The South American tribes used the natural rubber latex for their shoes. They immersed their foot in latex, lifted their foot and waited until the latex dried.  This process was repeated until they achieved a thick sole.

When the European explorers returned home with pieces of rubber, they found that when they erased pencil lines on paper with what they brought home, it came off easily. As it could rub-it-off, the word Rubber was coined.

Referring to a tie-breaking game as a Rubber is common in a variety of sports and games from bridge, cricket to baseball. A three-game set in bridge is commonly referred to as a rubber. A rubber is mostly resolved through a tiebreaker.

Dead Rubber means a match in a series where the winner has been decided based on the previous matches.  The dead rubber match therefore has no effect on the winner and loser of the series, other than the number of matches won and lost.

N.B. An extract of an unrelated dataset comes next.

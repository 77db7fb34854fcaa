// SPDX-License-Identifier: AGPL-3.0
// Style Transfer GTK - Widgets module

mod slot_card;

pub use slot_card::SlotCard;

The term ‘Rubber Stamp’ originated in the Nineteenth Century when rubber stamps were used in the passage of bureaucratic papers of various kinds from one office to the other, often to show that an office had seen the document and approved it. It symbolised excessive bureaucracy and meant ‘To endorse or approve uncritically; to pass routinely or automatically.’

Rubber is an important tree for the world and its utilisation has increased many fold over the years.  It appears that the humanity is bound by rubber from birth to death.

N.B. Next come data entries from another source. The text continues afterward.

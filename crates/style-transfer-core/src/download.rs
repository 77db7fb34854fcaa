// SPDX-License-Identifier: AGPL-3.0
// Style Transfer Core - Result download
//
// Turns a result image (data URI or URL) into bytes and writes them to the
// download directory without overwriting earlier downloads.

use crate::client::StyleTransferClient;
use crate::transfer::ResultImage;
use crate::types::AppError;
use crate::view::DOWNLOAD_FILE_NAME;
use base64::{engine::general_purpose::STANDARD, Engine as _};
use std::fs::{self, File, OpenOptions};
use std::io::{ErrorKind, Write};
use std::path::{Path, PathBuf};

/// Decode a `data:<mime>;base64,<payload>` URI
pub fn decode_data_uri(uri: &str) -> Result<Vec<u8>, AppError> {
    let rest = uri
        .strip_prefix("data:")
        .ok_or_else(|| AppError::InvalidResponse("Not a data URI".to_string()))?;

    let (meta, payload) = rest
        .split_once(',')
        .ok_or_else(|| AppError::InvalidResponse("Malformed data URI".to_string()))?;

    if !meta.ends_with(";base64") {
        return Err(AppError::InvalidResponse(
            "Only base64 data URIs are supported".to_string(),
        ));
    }

    STANDARD
        .decode(payload.trim())
        .map_err(|e| AppError::InvalidResponse(format!("Invalid base64 image: {}", e)))
}

/// Raw bytes of a result, fetching it when it is a URL
pub async fn result_bytes(
    client: &StyleTransferClient,
    image: &ResultImage,
) -> Result<Vec<u8>, AppError> {
    if image.is_data_uri() {
        decode_data_uri(image.as_str())
    } else {
        client.fetch_bytes(image.as_str()).await
    }
}

/// `stylized-image.png`, `stylized-image (1).png`, ... in `dir`
fn candidate_paths(dir: &Path) -> impl Iterator<Item = PathBuf> + '_ {
    let path = Path::new(DOWNLOAD_FILE_NAME);
    let stem = path
        .file_stem()
        .map(|s| s.to_string_lossy().to_string())
        .unwrap_or_default();
    let ext = path
        .extension()
        .map(|e| e.to_string_lossy().to_string())
        .unwrap_or_default();

    std::iter::once(dir.join(DOWNLOAD_FILE_NAME))
        .chain((1..).map(move |n| dir.join(format!("{} ({}).{}", stem, n, ext))))
}

/// Create the first download file in `dir` that does not exist yet.
///
/// Files are opened with `create_new`, so a name taken between lookups is
/// skipped instead of truncated.
pub fn create_download_file(dir: &Path) -> Result<(PathBuf, File), AppError> {
    for path in candidate_paths(dir) {
        match OpenOptions::new().write(true).create_new(true).open(&path) {
            Ok(file) => return Ok((path, file)),
            Err(e) if e.kind() == ErrorKind::AlreadyExists => continue,
            Err(e) => {
                return Err(AppError::FileIo(format!(
                    "Failed to create {}: {}",
                    path.display(),
                    e
                )))
            }
        }
    }

    Err(AppError::FileIo("No free download file name".to_string()))
}

/// Write a result into `dir` and return where it landed
pub async fn save_result(
    client: &StyleTransferClient,
    image: &ResultImage,
    dir: &Path,
) -> Result<PathBuf, AppError> {
    let bytes = result_bytes(client, image).await?;

    fs::create_dir_all(dir)
        .map_err(|e| AppError::FileIo(format!("Failed to create download dir: {}", e)))?;

    let (path, mut file) = create_download_file(dir)?;
    file.write_all(&bytes)
        .map_err(|e| AppError::FileIo(format!("Failed to write {}: {}", path.display(), e)))?;

    tracing::info!("Saved result to {:?} ({} bytes)", path, bytes.len());
    Ok(path)
}

#[cfg(test)]
mod tests {
    use super::*;
    use crate::types::AppSettings;

    #[test]
    fn test_decode_data_uri() {
        let bytes = decode_data_uri("data:image/png;base64,aGVsbG8=").unwrap();
        assert_eq!(bytes, b"hello");
    }

    #[test]
    fn test_decode_rejects_non_base64_uris() {
        assert!(decode_data_uri("https://cdn.example.com/out.png").is_err());
        assert!(decode_data_uri("data:image/png,raw").is_err());
        assert!(decode_data_uri("data:image/png;base64").is_err());
        assert!(decode_data_uri("data:image/png;base64,***").is_err());
    }

    #[test]
    fn test_download_file_names() {
        let dir = tempfile::tempdir().unwrap();
        let (first, _) = create_download_file(dir.path()).unwrap();
        assert_eq!(first, dir.path().join("stylized-image.png"));

        let (second, _) = create_download_file(dir.path()).unwrap();
        assert_eq!(second, dir.path().join("stylized-image (1).png"));

        let (third, _) = create_download_file(dir.path()).unwrap();
        assert_eq!(third, dir.path().join("stylized-image (2).png"));
    }

    #[test]
    fn test_download_file_skips_taken_names() {
        let dir = tempfile::tempdir().unwrap();
        fs::write(dir.path().join("stylized-image.png"), b"mine").unwrap();
        fs::write(dir.path().join("stylized-image (1).png"), b"also mine").unwrap();

        let (path, mut file) = create_download_file(dir.path()).unwrap();
        file.write_all(b"new").unwrap();

        assert_eq!(path, dir.path().join("stylized-image (2).png"));
        assert_eq!(fs::read(dir.path().join("stylized-image.png")).unwrap(), b"mine");
        assert_eq!(
            fs::read(dir.path().join("stylized-image (1).png")).unwrap(),
            b"also mine"
        );
    }

    #[tokio::test]
    async fn test_save_result_keeps_existing_files() {
        let dir = tempfile::tempdir().unwrap();
        let client = StyleTransferClient::new(&AppSettings::default()).unwrap();
        let image = ResultImage::new("data:image/png;base64,aGVsbG8=");

        fs::write(dir.path().join("stylized-image.png"), b"earlier").unwrap();

        let first = save_result(&client, &image, dir.path()).await.unwrap();
        let second = save_result(&client, &image, dir.path()).await.unwrap();

        assert_ne!(first, second);
        assert_eq!(
            fs::read(dir.path().join("stylized-image.png")).unwrap(),
            b"earlier"
        );
        assert_eq!(fs::read(&first).unwrap(), b"hello");
        assert_eq!(fs::read(&second).unwrap(), b"hello");
    }
}
// SPDX-License-Identifier: AGPL-3.0
// Style Transfer GTK - Views module

mod studio;

pub use studio::StudioView;
// SPDX-License-Identifier: AGPL-3.0
// Style Transfer Core - Type definitions

use serde::{Deserialize, Serialize};
use std::path::PathBuf;

/// Default processing service address
pub const DEFAULT_API_BASE_URL: &str = "http://localhost:8000";

/// Hard limit for a single transfer request, in seconds
pub const DEFAULT_REQUEST_TIMEOUT_SECS: u64 = 120;

/// Banner text when submit is attempted with a slot empty
pub const MISSING_IMAGES_MESSAGE: &str = "Please upload both content and style images";

/// Banner text when the service gave no usable error message
pub const FALLBACK_ERROR_MESSAGE: &str = "Failed to process images. Please try again.";

/// Application settings (GUI-agnostic)
#[derive(Debug, Clone, PartialEq, Serialize, Deserialize)]
#[serde(rename_all = "camelCase")]
pub struct AppSettings {
    /// Base URL of the processing service, without a trailing `/api/...`
    #[serde(default = "default_api_base_url")]
    pub api_base_url: String,
    /// Transport timeout for a transfer request
    #[serde(default = "default_request_timeout_secs")]
    pub request_timeout_secs: u64,
    /// Where downloaded results are written
    #[serde(default = "default_download_dir")]
    pub download_dir: PathBuf,
    /// Theme preference: "dark", "light", or "system"
    #[serde(default = "default_theme")]
    pub theme: String,
}

fn default_api_base_url() -> String {
    DEFAULT_API_BASE_URL.to_string()
}

fn default_request_timeout_secs() -> u64 {
    DEFAULT_REQUEST_TIMEOUT_SECS
}

fn default_download_dir() -> PathBuf {
    directories::UserDirs::new()
        .and_then(|d| d.download_dir().map(|p| p.to_path_buf()))
        .unwrap_or_else(|| PathBuf::from("."))
}

fn default_theme() -> String {
    "system".to_string()
}

impl Default for AppSettings {
    fn default() -> Self {
        Self {
            api_base_url: default_api_base_url(),
            request_timeout_secs: default_request_timeout_secs(),
            download_dir: default_download_dir(),
            theme: default_theme(),
        }
    }
}

impl AppSettings {
    /// Check that the settings can drive a client
    pub fn validate(&self) -> Result<(), AppError> {
        let url = reqwest::Url::parse(&self.api_base_url).map_err(|e| {
            AppError::InvalidConfig(format!("Invalid API URL {:?}: {}", self.api_base_url, e))
        })?;

        if !matches!(url.scheme(), "http" | "https") {
            return Err(AppError::InvalidConfig(format!(
                "API URL must use http or https, got {}",
                url.scheme()
            )));
        }

        if self.request_timeout_secs == 0 {
            return Err(AppError::InvalidConfig(
                "Request timeout must be greater than zero".to_string(),
            ));
        }

        Ok(())
    }

    /// Endpoint that accepts the multipart transfer request
    pub fn transfer_url(&self) -> String {
        format!("{}/api/transfer", self.api_base_url.trim_end_matches('/'))
    }

    /// Endpoint reporting service and model readiness
    pub fn health_url(&self) -> String {
        format!("{}/health", self.api_base_url.trim_end_matches('/'))
    }

    pub fn request_timeout(&self) -> std::time::Duration {
        std::time::Duration::from_secs(self.request_timeout_secs)
    }
}

/// Error types for the application
#[derive(Debug, thiserror::Error)]
pub enum AppError {
    #[error("Please upload both content and style images")]
    MissingImages,

    #[error("A transfer is already in progress")]
    TransferInProgress,

    #[error("File rejected: {0}")]
    FileRejected(String),

    #[error("Service returned {status}: {}", .message.as_deref().unwrap_or("no error message"))]
    Service {
        status: u16,
        message: Option<String>,
    },

    #[error("Network error: {0}")]
    Network(String),

    #[error("Request timed out")]
    Timeout,

    #[error("Invalid response: {0}")]
    InvalidResponse(String),

    #[error("File I/O error: {0}")]
    FileIo(String),

    #[error("Serialization error: {0}")]
    Serialization(String),

    #[error("Invalid configuration: {0}")]
    InvalidConfig(String),
}

impl AppError {
    /// User-visible text for the error banner
    pub fn banner_message(&self) -> String {
        match self {
            Self::MissingImages => MISSING_IMAGES_MESSAGE.to_string(),
            Self::Service {
                message: Some(message),
                ..
            } if !message.trim().is_empty() => message.clone(),
            Self::FileRejected(reason) => reason.clone(),
            _ => FALLBACK_ERROR_MESSAGE.to_string(),
        }
    }

    /// Text shown on a slot card when a pick is turned down
    pub fn pick_message(&self) -> String {
        match self {
            Self::FileRejected(reason) => reason.clone(),
            other => other.to_string(),
        }
    }
}

impl From<std::io::Error> for AppError {
    fn from(err: std::io::Error) -> Self {
        AppError::FileIo(err.to_string())
    }
}

impl From<serde_json::Error> for AppError {
    fn from(err: serde_json::Error) -> Self {
        AppError::Serialization(err.to_string())
    }
}

impl From<reqwest::Error> for AppError {
    fn from(err: reqwest::Error) -> Self {
        if err.is_timeout() {
            AppError::Timeout
        } else if err.is_decode() {
            AppError::InvalidResponse(err.to_string())
        } else {
            AppError::Network(err.to_string())
        }
    }
}

#[cfg(test)]
mod tests {
    use super::*;

    #[test]
    fn test_default_settings() {
        let settings = AppSettings::default();
        assert_eq!(settings.api_base_url, "http://localhost:8000");
        assert_eq!(settings.request_timeout_secs, 120);
        assert_eq!(settings.theme, "system");
        assert!(settings.validate().is_ok());
    }

    #[test]
    fn test_endpoint_urls_ignore_trailing_slash() {
        let settings = AppSettings {
            api_base_url: "https://styles.example.com/".to_string(),
            ..AppSettings::default()
        };
        assert_eq!(
            settings.transfer_url(),
            "https://styles.example.com/api/transfer"
        );
        assert_eq!(settings.health_url(), "https://styles.example.com/health");
    }

    #[test]
    fn test_validate_rejects_bad_settings() {
        let bad_scheme = AppSettings {
            api_base_url: "ftp://example.com".to_string(),
            ..AppSettings::default()
        };
        assert!(matches!(
            bad_scheme.validate(),
            Err(AppError::InvalidConfig(_))
        ));

        let zero_timeout = AppSettings {
            request_timeout_secs: 0,
            ..AppSettings::default()
        };
        assert!(matches!(
            zero_timeout.validate(),
            Err(AppError::InvalidConfig(_))
        ));
    }

    #[test]
    fn test_banner_messages() {
        assert_eq!(
            AppError::MissingImages.banner_message(),
            "Please upload both content and style images"
        );
        assert_eq!(
            AppError::Service {
                status: 503,
                message: Some("model unavailable".to_string()),
            }
            .banner_message(),
            "model unavailable"
        );
        assert_eq!(
            AppError::Service {
                status: 500,
                message: None,
            }
            .banner_message(),
            FALLBACK_ERROR_MESSAGE
        );
        assert_eq!(AppError::Timeout.banner_message(), FALLBACK_ERROR_MESSAGE);
        assert_eq!(
            AppError::Service {
                status: 503,
                message: Some(" ".to_string()),
            }
            .banner_message(),
            FALLBACK_ERROR_MESSAGE
        );
    }

    #[test]
    fn test_pick_messages() {
        assert_eq!(
            AppError::FileRejected("Only one image can be used here".to_string()).pick_message(),
            "Only one image can be used here"
        );

        let unreadable = AppError::FileIo("Permission denied".to_string()).pick_message();
        assert_eq!(unreadable, "File I/O error: Permission denied");
        assert_ne!(unreadable, FALLBACK_ERROR_MESSAGE);
    }
}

Thailand is the largest producer of natural rubber in the world. India is one among the top ten rubber producing countries with Kerala accounting for over 75%.  The rubber Board of India is located at Kottayam, Kerala and the price of rubber in India is decided at the Kottayam market.

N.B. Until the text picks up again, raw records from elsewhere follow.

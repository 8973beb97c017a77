//! Key mapping from terminal events to game actions.
//!
//! The mapping is stateless; whether an action is honored (e.g. everything
//! but restart while game over) is decided by the engine.

use crossterm::event::{KeyCode, KeyEvent, KeyModifiers};

use crate::types::GameAction;

/// Map keyboard input to game actions.
pub fn handle_key_event(key: KeyEvent) -> Option<GameAction> {
    match key.code {
        // Movement
        KeyCode::Left | KeyCode::Char('h') | KeyCode::Char('H') | KeyCode::Char('a')
        | KeyCode::Char('A') => Some(GameAction::MoveLeft),
        KeyCode::Right | KeyCode::Char('l') | KeyCode::Char('L') | KeyCode::Char('d')
        | KeyCode::Char('D') => Some(GameAction::MoveRight),
        KeyCode::Down | KeyCode::Char('j') | KeyCode::Char('J') | KeyCode::Char('s')
        | KeyCode::Char('S') => Some(GameAction::SoftDrop),

        // Rotation
        KeyCode::Up
        | KeyCode::Char('k')
        | KeyCode::Char('K')
        | KeyCode::Char('w')
        | KeyCode::Char('W') => Some(GameAction::Rotate),

        // Hard drop
        KeyCode::Char(' ') => Some(GameAction::HardDrop),

        // Restart (honored by the engine only while game over)
        KeyCode::Enter => Some(GameAction::Restart),

        _ => None,
    }
}

/// Check if key should quit the game.
pub fn should_quit(key: KeyEvent) -> bool {
    matches!(key.code, KeyCode::Char('q') | KeyCode::Char('Q'))
        || (key.code == KeyCode::Char('c') && key.modifiers.contains(KeyModifiers::CONTROL))
}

Rubber plant was brought to India by the British to augment production to meet ever increasing demand for rubber in Britain.   Hevea Brasiliensis – the rubber trees, native to Amazon rainforests, how did they find their way to Kerala, the God’s Own Country?

Rubber trees grow well in typical Amazonian conditions – temperature between 25°C to 35°C, high humidity of 75%, five to six hours of adequate sunlight, and about 200 to 300 cm of annual rainfall.  Kerala’s weather very well suits the requirements.

The British initiated rubber plantations in India, as early as 1873 at the Calcutta Botanical Gardens, but the attempt failed. In 1902, Murphy Saippu, (Saheb in Malayalam,) known as JJ among his friends, John Joseph Murphy, an Irish man, established the first commercial rubber plantation in Kerala.

Murphy had enrolled at Trinity College, Dublin, but without completing the course, he sailed to Ceylon (Sri Lanka) to seek his fortune. He struck out on his own, though he belonged to a prominent Dublin family of shippers and bankers.  He was an adventurous colonialist, an avid racer, a social reformer and an educationalist. Murphy established the 1200-acre Murphy Estate, at Yendayar, about 60 km from Kottayam.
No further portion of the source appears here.